In June last year, Qutaibah Odeh, 32, watched the demolition of his brother’s house in Jerusalem Eastern. The city later passed the bill to him. They charged, he says, the equivalent of around R$80,000 for the tractors and employees who destroyed one of the family’s homes, residents of the place for generations.
In July this year, the Court will decide whether to demolish Odeh’s house as well. He will then have to pay the fee, like his brother. Unless he chooses to give up city hall services and destroy the building himself.
In recent months, other families have experienced this dilemma. Cases have increased since the beginning of war against the terrorist group Hamasin October 2023. “All the focus is on Gaza and Iran. Nobody pays attention, and they do what they want,” says Odeh, who leads a residents’ association against the demolitions.
“How do you want us to feel?” he asks. “It’s not just stones. We have memories, dreams. Our past is here.”
The situation particularly affects Palestinian neighborhoods close to the Old City of Jerusalem, such as al-Bustan, where the Odeh family lives. According to press reports, Israel has demolished nearly 60 homes there in the past two years. The plan is to build a biblical theme park on the site.
Israel justifies the demolition orders by stating that these families built their homes without proper authorization from the city hall. He also says that the park would fill the lack of green and leisure areas in al-Bustan.
However, Palestinians face legal challenges in building their homes. “The number of Palestinians who can obtain a permit is quite limited,” says Israeli architect Haim Yacobi, an urban planning expert who teaches at University College London. “Bureaucracy works against them.”

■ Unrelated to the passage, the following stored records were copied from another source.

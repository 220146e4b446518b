use std::path::Path;

use crate::config::schema::Config;
use crate::error::ConfigError;

const SCHEMA_JSON: &str = include_str!("../../schema/config-v1.json");

pub fn load_config<P: AsRef<Path>>(path: P) -> Result<Config, ConfigError> {
    let path = path.as_ref();
    let content = std::fs::read_to_string(path).map_err(|e| ConfigError::ReadFile {
        path: path.to_path_buf(),
        source: e,
    })?;

    load_config_from_str(&content)
}

pub fn load_config_from_str(content: &str) -> Result<Config, ConfigError> {
    let json_value: serde_json::Value = serde_json::from_str(content)?;

    validate_schema(&json_value)?;

    let config: Config = serde_json::from_value(json_value)?;

    validate_config(&config)?;

    Ok(config)
}

fn validate_schema(json_value: &serde_json::Value) -> Result<(), ConfigError> {
    let schema: serde_json::Value =
        serde_json::from_str(SCHEMA_JSON).map_err(|e| ConfigError::Validation {
            message: format!("Invalid embedded schema JSON: {}", e),
        })?;

    let validator = jsonschema::validator_for(&schema).map_err(|e| ConfigError::Validation {
        message: format!("Failed to compile JSON schema: {}", e),
    })?;

    let error_messages: Vec<String> = validator
        .iter_errors(json_value)
        .map(|e| e.to_string())
        .collect();
    if !error_messages.is_empty() {
        return Err(ConfigError::SchemaValidation {
            errors: error_messages.join("; "),
        });
    }

    Ok(())
}

fn validate_config(config: &Config) -> Result<(), ConfigError> {
    if config.version != "1.0" {
        return Err(ConfigError::Validation {
            message: format!("Unsupported config version: {}", config.version),
        });
    }

    let stages = &config.stages;
    if !(0.0..=1.0).contains(&stages.min_confidence) {
        return Err(ConfigError::Validation {
            message: format!("stages.minConfidence must be within [0, 1], got {}", stages.min_confidence),
        });
    }

    for (name, backend) in [
        ("ocr", &config.backends.ocr),
        ("translation", &config.backends.translation),
        ("extraction", &config.backends.extraction),
    ] {
        if backend.model.trim().is_empty() {
            return Err(ConfigError::Validation {
                message: format!("backends.{}.model may not be empty", name),
            });
        }
        if !backend.base_url.starts_with("http://") && !backend.base_url.starts_with("https://") {
            return Err(ConfigError::Validation {
                message: format!("backends.{}.baseUrl must be an http(s) URL", name),
            });
        }
    }

    if config.retry.probe_attempts == 0 {
        return Err(ConfigError::Validation {
            message: "retry.probeAttempts must be at least 1".to_string(),
        });
    }

    if config.queue.max_batch_pages < 1 {
        return Err(ConfigError::Validation {
            message: "queue.maxBatchPages must be at least 1".to_string(),
        });
    }

    if config.worker.concurrency == 0 {
        return Err(ConfigError::Validation {
            message: "worker.concurrency must be at least 1".to_string(),
        });
    }

    Ok(())
}

#[cfg(test)]
mod tests {
    use super::*;
    use crate::config::{BackoffKind, LogFormat};

    #[test]
    fn test_minimal_config_uses_defaults() {
        let config = load_config_from_str(r#"{ "version": "1.0" }"#).unwrap();
        assert_eq!(config.stages.min_translation_chars, 50);
        assert_eq!(config.stages.min_confidence, 0.5);
        assert_eq!(config.stages.max_candidates, 3);
        assert_eq!(config.retry.probe_attempts, 3);
        assert_eq!(config.retry.backoff, BackoffKind::Fixed);
        assert_eq!(config.backends.ocr.timeout_secs, 120);
        assert_eq!(
            config.backends.ocr.credentials.env_var.as_deref(),
            Some("OPENAI_API_KEY")
        );
        assert!(config.worker.concurrency >= 1);
        assert_eq!(config.queue.max_batch_pages, 2000);
    }

    #[test]
    fn test_full_config() {
        let config = load_config_from_str(
            r#"{
                "version": "1.0",
                "databasePath": "/var/lib/arbor/ingest.db",
                "server": { "listenAddr": "0.0.0.0:9000", "allowedOrigins": ["https://admin.example"] },
                "storage": { "root": "/srv/objects", "publicBaseUrl": "https://cdn.example/kb" },
                "backends": {
                    "ocr": { "model": "gpt-4o", "apiKeyFile": "/run/secrets/ocr", "timeoutSecs": 90 },
                    "translation": { "baseUrl": "http://localhost:11434/v1", "model": "llama3" }
                },
                "retry": { "probeAttempts": 5, "probeBackoffMs": 0, "backoff": "exponential" },
                "stages": { "minConfidence": 0.6 },
                "queue": { "maxBatchPages": 400 },
                "worker": { "enabled": false, "concurrency": 2 },
                "logging": { "level": "debug", "format": "json" }
            }"#,
        )
        .unwrap();

        assert_eq!(config.server.listen_addr, "0.0.0.0:9000");
        assert_eq!(config.backends.ocr.credentials.file.as_deref(), Some("/run/secrets/ocr"));
        assert_eq!(config.backends.ocr.credentials.env_var, None);
        assert_eq!(config.backends.translation.model, "llama3");
        assert_eq!(config.retry.backoff, BackoffKind::Exponential);
        assert_eq!(config.queue.max_batch_pages, 400);
        assert!(!config.worker.enabled);
        assert_eq!(config.logging.format, LogFormat::Json);
    }

    #[test]
    fn test_unknown_key_rejected_by_schema() {
        let err = load_config_from_str(r#"{ "version": "1.0", "workers": 4 }"#).unwrap_err();
        assert!(matches!(err, ConfigError::SchemaValidation { .. }));
    }

    #[test]
    fn test_out_of_range_confidence_rejected() {
        let err =
            load_config_from_str(r#"{ "version": "1.0", "stages": { "minConfidence": 1.5 } }"#)
                .unwrap_err();
        assert!(matches!(err, ConfigError::SchemaValidation { .. }));
    }

    #[test]
    fn test_unsupported_version() {
        let err = load_config_from_str(r#"{ "version": "2.0" }"#).unwrap_err();
        assert!(matches!(err, ConfigError::Validation { .. }));
    }

    #[test]
    fn test_non_http_backend_rejected() {
        let err = load_config_from_str(
            r#"{ "version": "1.0", "backends": { "ocr": { "baseUrl": "ftp://x" } } }"#,
        )
        .unwrap_err();
        assert!(matches!(err, ConfigError::Validation { .. }));
    }

    #[test]
    fn test_load_from_file() {
        let dir = tempfile::tempdir().unwrap();
        let path = dir.path().join("arbor-ingest.json");
        std::fs::write(&path, r#"{ "version": "1.0" }"#).unwrap();
        assert!(load_config(&path).is_ok());
        assert!(matches!(
            load_config(dir.path().join("missing.json")),
            Err(ConfigError::ReadFile { .. })
        ));
    }
}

According to the professor, Israel has been trying, over the last two decades, to increase the number of Israeli Jews and reduce the number of Palestinians in East Jerusalem, a territory it occupied in 1967 after the Six-Day War. Both Israel and the Palestine claim the city as capital, which constitutes one of the main obstacles to peace negotiations.
One way to do this is to treat Jerusalem as a historically Jewish area, privileging excavations that confirm the nationalist ideology of the current government. It is based on biblical accounts, after all, that the city hall plans the new park in al-Bustan. “Israel uses archeology as a weapon to dispossess Palestinians,” says Yacobi.
Although this process has a long history, the professor says it has accelerated dramatically in recent years. If before there were protests, including by Israelis, today the demolitions barely appear in the news, he says. In addition to the focus shifting to Gaza, there was return of Donald Trump to the Presidency of the United States, accompanied by greater support for the Prime Minister’s policies Binyamin Netanyahu.
Yacobi says that, in addition to economic reasons, some Palestinian families prefer to demolish their own homes because that way they can better control the process. They can also save part of the material to build their new homes. “For many of them, there’s nothing worse than someone demolishing their house,” he says. “Or actually there is: let someone else do it instead of them.”
The architect says that, despite being on the rise, these demolitions still face obstacles in the country. Legal processes are slow and complex and face resistance from Palestinian residents. But the actions function as a symbolic factor, creating a sense of fear and instability among Palestinians. “For Israel, it’s a way of showing who holds power.”
Odeh compares al-Bustan’s situation to “a Hollywood movie.” “First, we are fined because we built without authorization. Then, they demolish our house and send us the bill, making us even pay for the soldiers’ meals,” he says.
He says he has no hope of winning his case in court in July. But he says in advance that, “as a matter of principle”, he will not demolish his house. “Let them take it down.”